My issue with robo-advisors who over-emphasize the Risk of qualitative quality is that it could create a false impression of security about the current portfolio improvement. An arbitrary risk score across an aggressive/conservative range may be too broad and ultimately result in suboptimal financing planning decisions by investors whose circumstances may be more complex than previously thought. Risks that are over-simplified are being raised in regulatory complaints concerning robo-advisors that engage in systemic fraudulent sales practices and a lack of understanding by investors to comprehend the real nature and the specifics of their product.
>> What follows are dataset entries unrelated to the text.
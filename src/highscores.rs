//! Best score per game mode
//!
//! Persisted to LocalStorage in the browser and to a small JSON file on
//! native. Persistence is best-effort: failures are logged, never fatal.

use std::path::{Path, PathBuf};

use serde::{Deserialize, Serialize};
use thiserror::Error;

use crate::settings::GameMode;

#[derive(Debug, Error)]
pub enum PersistError {
    #[error("best-score file i/o: {0}")]
    Io(#[from] std::io::Error),
    #[error("best-score file is not valid JSON: {0}")]
    Json(#[from] serde_json::Error),
    #[error("storage unavailable")]
    Unavailable,
}

/// Best score for each mode
#[derive(Debug, Clone, Default, PartialEq, Serialize, Deserialize)]
pub struct BestScores {
    #[serde(default)]
    pub arcade: u64,
    #[serde(default)]
    pub story: u64,
    /// Backing file (native only)
    #[serde(skip)]
    path: Option<PathBuf>,
}

impl BestScores {
    /// LocalStorage keys (used only in wasm32)
    #[allow(dead_code)]
    const ARCADE_KEY: &'static str = "gobblerHighScoreArcade";
    #[allow(dead_code)]
    const STORY_KEY: &'static str = "gobblerHighScoreStory";
    /// Single-mode key from before story mode existed; counts as arcade
    #[allow(dead_code)]
    const LEGACY_KEY: &'static str = "gobblerHighScore";

    pub fn new() -> Self {
        Self::default()
    }

    pub fn get(&self, mode: GameMode) -> u64 {
        match mode {
            GameMode::Arcade => self.arcade,
            GameMode::Story => self.story,
        }
    }

    /// Record a session score; returns true if it beat the stored best
    pub fn record(&mut self, mode: GameMode, score: u64) -> bool {
        let best = match mode {
            GameMode::Arcade => &mut self.arcade,
            GameMode::Story => &mut self.story,
        };
        if score > *best {
            *best = score;
            true
        } else {
            false
        }
    }

    /// Reset one mode's best (debug)
    pub fn clear(&mut self, mode: GameMode) {
        match mode {
            GameMode::Arcade => self.arcade = 0,
            GameMode::Story => self.story = 0,
        }
    }

    /// Load from a JSON file; a missing file yields zeroes
    pub fn load_from(path: &Path) -> Result<Self, PersistError> {
        let mut scores = match std::fs::read_to_string(path) {
            Ok(json) => serde_json::from_str::<BestScores>(&json)?,
            Err(e) if e.kind() == std::io::ErrorKind::NotFound => Self::new(),
            Err(e) => return Err(e.into()),
        };
        scores.path = Some(path.to_path_buf());
        log::info!(
            "Loaded best scores (arcade {}, story {})",
            scores.arcade,
            scores.story
        );
        Ok(scores)
    }

    /// Load, falling back to zeroes with a warning
    pub fn load_or_default(path: &Path) -> Self {
        Self::load_from(path).unwrap_or_else(|e| {
            log::warn!("{}; starting with empty best scores", e);
            let mut scores = Self::new();
            scores.path = Some(path.to_path_buf());
            scores
        })
    }

    /// Write to the backing file, if any
    pub fn save_to_file(&self) -> Result<(), PersistError> {
        let Some(path) = &self.path else {
            return Ok(());
        };
        let json = serde_json::to_string_pretty(self)?;
        std::fs::write(path, json)?;
        Ok(())
    }

    /// Load best scores from LocalStorage (WASM only)
    #[cfg(target_arch = "wasm32")]
    pub fn load() -> Self {
        let storage = web_sys::window()
            .and_then(|w| w.local_storage().ok())
            .flatten();

        let Some(storage) = storage else {
            log::info!("No storage, best scores start at zero");
            return Self::new();
        };

        let read = |key: &str| -> Option<u64> {
            storage
                .get_item(key)
                .ok()
                .flatten()
                .and_then(|v| v.trim().parse::<f64>().ok())
                .map(|v| v.max(0.0).round() as u64)
        };

        let mut scores = Self {
            arcade: read(Self::ARCADE_KEY).unwrap_or(0),
            story: read(Self::STORY_KEY).unwrap_or(0),
            path: None,
        };
        if let Some(legacy) = read(Self::LEGACY_KEY) {
            if legacy > scores.arcade {
                scores.arcade = legacy;
                let _ = storage.set_item(Self::ARCADE_KEY, &legacy.to_string());
            }
            let _ = storage.remove_item(Self::LEGACY_KEY);
            log::info!("Migrated legacy best score {}", legacy);
        }
        scores
    }

    /// Save best scores to LocalStorage (WASM only)
    #[cfg(target_arch = "wasm32")]
    pub fn save(&self) -> Result<(), PersistError> {
        let storage = web_sys::window()
            .and_then(|w| w.local_storage().ok())
            .flatten()
            .ok_or(PersistError::Unavailable)?;
        storage
            .set_item(Self::ARCADE_KEY, &self.arcade.to_string())
            .map_err(|_| PersistError::Unavailable)?;
        storage
            .set_item(Self::STORY_KEY, &self.story.to_string())
            .map_err(|_| PersistError::Unavailable)?;
        Ok(())
    }

    /// Native: the JSON file given at load time
    #[cfg(not(target_arch = "wasm32"))]
    pub fn save(&self) -> Result<(), PersistError> {
        self.save_to_file()
    }
}

#[cfg(test)]
mod tests {
    use super::*;

    #[test]
    fn test_record_only_improves() {
        let mut best = BestScores::new();
        assert!(best.record(GameMode::Arcade, 40));
        assert!(!best.record(GameMode::Arcade, 30));
        assert!(best.record(GameMode::Story, 10));
        assert_eq!(best.get(GameMode::Arcade), 40);
        assert_eq!(best.get(GameMode::Story), 10);

        best.clear(GameMode::Arcade);
        assert_eq!(best.get(GameMode::Arcade), 0);
    }

    #[test]
    fn test_file_round_trip() {
        let path = std::env::temp_dir().join(format!("gobbler-best-{}.json", std::process::id()));
        let _ = std::fs::remove_file(&path);

        let mut best = BestScores::load_from(&path).unwrap();
        assert_eq!(best.arcade, 0);
        best.record(GameMode::Story, 1234);
        best.save().unwrap();

        let again = BestScores::load_from(&path).unwrap();
        assert_eq!(again.story, 1234);
        let _ = std::fs::remove_file(&path);
    }

    #[test]
    fn test_corrupt_file_falls_back() {
        let path = std::env::temp_dir().join(format!("gobbler-bad-{}.json", std::process::id()));
        std::fs::write(&path, "{ not json").unwrap();
        assert!(matches!(BestScores::load_from(&path), Err(PersistError::Json(_))));
        let best = BestScores::load_or_default(&path);
        assert_eq!((best.arcade, best.story), (0, 0));
        let _ = std::fs::remove_file(&path);
    }
}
The increased adoption of quantitative risk management (used by funds, banks, and even family offices) and customer education could be essential in the next level of automated advising. This will propel the industry forward and coincide with national trends to increase financial literacy.
Taming Volatility: Value at Risk
Valuation at Risk, also known as VaR, is the most well-known indicator of the volatility in the portfolio. In simple terms, VaR measures the minimum losses expected to occur at a specific probability level (also called the confidence level, or at times, percentile). For instance, if the VaR of a portfolio’s 99% of 12% is the same, that implies that there’s the possibility that losses incurred by this portfolio won’t exceed over the period. Also, there is a 1 percent chance that the portfolio’s losses will exceed 12 percent. VaR is used by robo-advisors. An example comes from Singapore’s StRobo-advisors, who using VaR99% guidelines in a measurement called “the ” Risk Index.”
VaR can be calculated by various methods. The historical process for various methods can calculate VaRby magnitude. It also identifies the percentage of recovery measured at a specific rate (typically 95 percent or 99 percent). The variance-covariance approach is based on the assumption that returns are generally distributed, and it uses the standard deviation of the portfolio to determine where the worst five percent or one percent returns will be within the bell curve. VaR can also be calculated through simulation, which produces the lowest five or 1 percent returns based on probabilistic results.